Hakeem Jeffries Just Gave the Longest House Floor Speech in History

He delayed the final vote on Republicans’ reconciliation bill for hours.

Hakeem Jeffries

Tom Williams/CQ Roll Call via AP

House Democratic Leader Hakeem Jeffries on Thursday broke the record for the longest speech delivered on the House floor, spending eight hours and 44 minutes criticizing Republicans’ reconciliation bill.

“House Democrats, we envision a different country than the one that is being ravaged by such extremism right now,” Jeffries said as he delayed the final vote on the legislation, as much of the Democratic caucus watched on.

In his speech, Jeffries called the Republican reconciliation bill “one big, ugly bill” that will “make life more expensive for the American people.” The bill was passed by the Senate on Tuesday and was poised to pass the House shortly after Jeffries’ speech concluded. He took the floor after Speaker Mike Johnson spent hours whipping House conservatives to vote for a procedural measure that allowed for the bill to make it to a final vote.

Jeffries’ speech was made under the “magic minute” allowed to party leaders on the floor when debate on a bill has concluded. The last person to hold the record for the longest magic-minute speech was Kevin McCarthy, the then-House minority leader, who spent more than eight hours criticizing then-President Joe Biden’s signature legislation. Before then, Nancy Pelosi held the record. During the first Trump administration, she spoke about immigration for eight hours while famously wearing heels.

As part of his attacks on the reconciliation bill, Jeffries read letters that constituents in red districts had sent to his office, in which they expressed concerns about how Medicaid cuts could affect them. One constituent from Ways and Means Chair Jason Smith’s district, Jeffries said, wrote that she was worried because Medicaid is a “lifeline in rural communities like hers.”

“Access to health care should never be a partisan issue,” Jeffries said. “It should never be a privilege just for the wealthy, the well-off and the well-connected.”

Jeffries also took shots at vulnerable Republicans who previously decried the reconciliation bill’s cuts to Medicaid. He pointed to letters they wrote to Republican leadership including Johnson and Senate Majority Leader John Thune, like an April letter in which 13 Republicans said they would not support a final bill that included Medicaid cuts.

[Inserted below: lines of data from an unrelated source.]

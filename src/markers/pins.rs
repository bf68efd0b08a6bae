//! Pin animations and pin picking.

use crate::camera::{ease_out_cubic, ease_out_quad};
use crate::config::MapConfig;
use glam::Vec2;
use rand::{Rng, SeedableRng};
use rand_chacha::ChaCha8Rng;

/// Pin size and animation constants.
#[derive(Debug, Clone, Copy, PartialEq)]
pub struct PinSettings {
    pub width: f32,
    pub height: f32,
    pub drop_distance: f32,
    pub drop_duration: f32,
    pub drop_max_delay: f32,
    pub fade_speed: f32,
}

impl From<&MapConfig> for PinSettings {
    fn from(config: &MapConfig) -> Self {
        Self {
            width: config.pin_width,
            height: config.pin_height,
            drop_distance: config.pin_drop_distance,
            drop_duration: config.pin_drop_duration,
            drop_max_delay: config.pin_drop_max_delay,
            fade_speed: config.pin_fade_speed,
        }
    }
}

impl Default for PinSettings {
    fn default() -> Self {
        Self::from(&MapConfig::default())
    }
}

impl PinSettings {
    /// Radius within which a click picks a pin.
    pub fn pick_radius(&self) -> f32 {
        (self.width * 0.5).max(self.height * 0.5) * 1.5
    }
}

/// Scale of a pin at the start of its animation.
const START_SCALE: f32 = 0.3;

/// A regional pin flying in to its target.
#[derive(Debug, Clone, PartialEq)]
pub struct PinDrop {
    pub target: Vec2,
    pub start: Vec2,
    pub current: Vec2,
    pub scale: f32,
    delay: f32,
    progress: f32,
}

impl PinDrop {
    pub fn is_animating(&self) -> bool {
        self.progress < 1.0
    }

    /// Pin already resting on its target.
    pub fn settled(target: Vec2) -> Self {
        Self {
            target,
            start: target,
            current: target,
            scale: 1.0,
            delay: 0.0,
            progress: 1.0,
        }
    }

    fn update(&mut self, delta_time: f32, duration: f32) {
        if !self.is_animating() {
            return;
        }
        if self.delay > 0.0 {
            self.delay -= delta_time;
            return;
        }

        self.progress = (self.progress + delta_time / duration).min(1.0);
        if self.progress >= 1.0 {
            self.current = self.target;
            self.scale = 1.0;
            return;
        }

        let t = ease_out_cubic(self.progress);
        self.current = self.start + (self.target - self.start) * t;
        self.scale = START_SCALE + (1.0 - START_SCALE) * t;
    }
}

/// A set of regional pins dropping in from around the map.
///
/// Pins alternate between arriving from above, the right, below and the
/// left, each after a random delay drawn from a seeded generator.
#[derive(Debug, Clone)]
pub struct PinDropSet {
    pins: Vec<PinDrop>,
    duration: f32,
}

impl PinDropSet {
    pub fn new(targets: &[Vec2], settings: &PinSettings, seed: u64) -> Self {
        let mut rng = ChaCha8Rng::seed_from_u64(seed);
        let d = settings.drop_distance;
        let offsets = [
            Vec2::new(0.0, d),
            Vec2::new(d, 0.0),
            Vec2::new(0.0, -d),
            Vec2::new(-d, 0.0),
        ];

        let pins = targets
            .iter()
            .enumerate()
            .map(|(i, &target)| {
                let start = target + offsets[i % 4];
                PinDrop {
                    target,
                    start,
                    current: start,
                    scale: START_SCALE,
                    delay: rng.random::<f32>() * settings.drop_max_delay,
                    progress: 0.0,
                }
            })
            .collect();

        Self {
            pins,
            duration: settings.drop_duration,
        }
    }

    /// Pins placed directly on their targets, with no animation.
    pub fn settled(targets: &[Vec2], settings: &PinSettings) -> Self {
        Self {
            pins: targets.iter().map(|&t| PinDrop::settled(t)).collect(),
            duration: settings.drop_duration,
        }
    }

    pub fn update(&mut self, delta_time: f32) {
        for pin in &mut self.pins {
            pin.update(delta_time, self.duration);
        }
    }

    pub fn pins(&self) -> &[PinDrop] {
        &self.pins
    }

    pub fn is_animating(&self) -> bool {
        self.pins.iter().any(PinDrop::is_animating)
    }
}

/// A news pin fading in at its placed position.
#[derive(Debug, Clone, PartialEq)]
pub struct PinFade {
    pub entity_id: String,
    pub position: Vec2,
    pub alpha: f32,
    pub scale: f32,
    fade: f32,
}

impl PinFade {
    pub fn new(entity_id: impl Into<String>, position: Vec2) -> Self {
        Self {
            entity_id: entity_id.into(),
            position,
            alpha: 0.0,
            scale: START_SCALE,
            fade: 0.0,
        }
    }

    /// Pin shown immediately at full size.
    pub fn visible(entity_id: impl Into<String>, position: Vec2) -> Self {
        Self {
            alpha: 1.0,
            scale: 1.0,
            fade: 1.0,
            ..Self::new(entity_id, position)
        }
    }

    pub fn update(&mut self, delta_time: f32, fade_speed: f32) {
        if self.fade >= 1.0 {
            return;
        }
        self.fade = (self.fade + delta_time.max(0.0) * fade_speed).min(1.0);
        let t = ease_out_quad(self.fade);
        self.alpha = t;
        self.scale = START_SCALE + (1.0 - START_SCALE) * t;
    }
}

/// First pin, in order, whose position is within the pick radius of `point`.
pub fn pin_at<'a>(pins: &'a [PinFade], point: Vec2, settings: &PinSettings) -> Option<&'a PinFade> {
    let radius = settings.pick_radius();
    pins.iter()
        .find(|pin| pin.position.distance_squared(point) <= radius * radius)
}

Jeffries went through the letter’s signatories by name and made a last-minute case for them to vote against the bill.

“Join us. Join us. We welcome you with open arms into the warm embrace of members of Congress determined to protect the health care of the American people,” Jeffries said to loud applause from his Democratic colleagues. “That’s the promise, Mr. Speaker, that your Republican colleagues made in this April letter. What changed?”

Jeffries also took on a lighter tone at some points in his speech, reflecting on his family history, and even joked about how his late father’s nickname was “Pudding.”

But he consistently returned to the effect this bill would have on the U.S.’s social safety net.

“Republicans are trying to take a chain saw to Social Security, a chain saw to Medicare, a chain saw to Medicaid, a chain saw to the health care of the American people, a chain saw to nutritional assistance for hungry children, a chain saw to farm country and a chain saw to vulnerable Americans,” Jeffries said. “But as House Democrats, we’re determined to take a chain saw to Project 2025 on behalf of the American people.”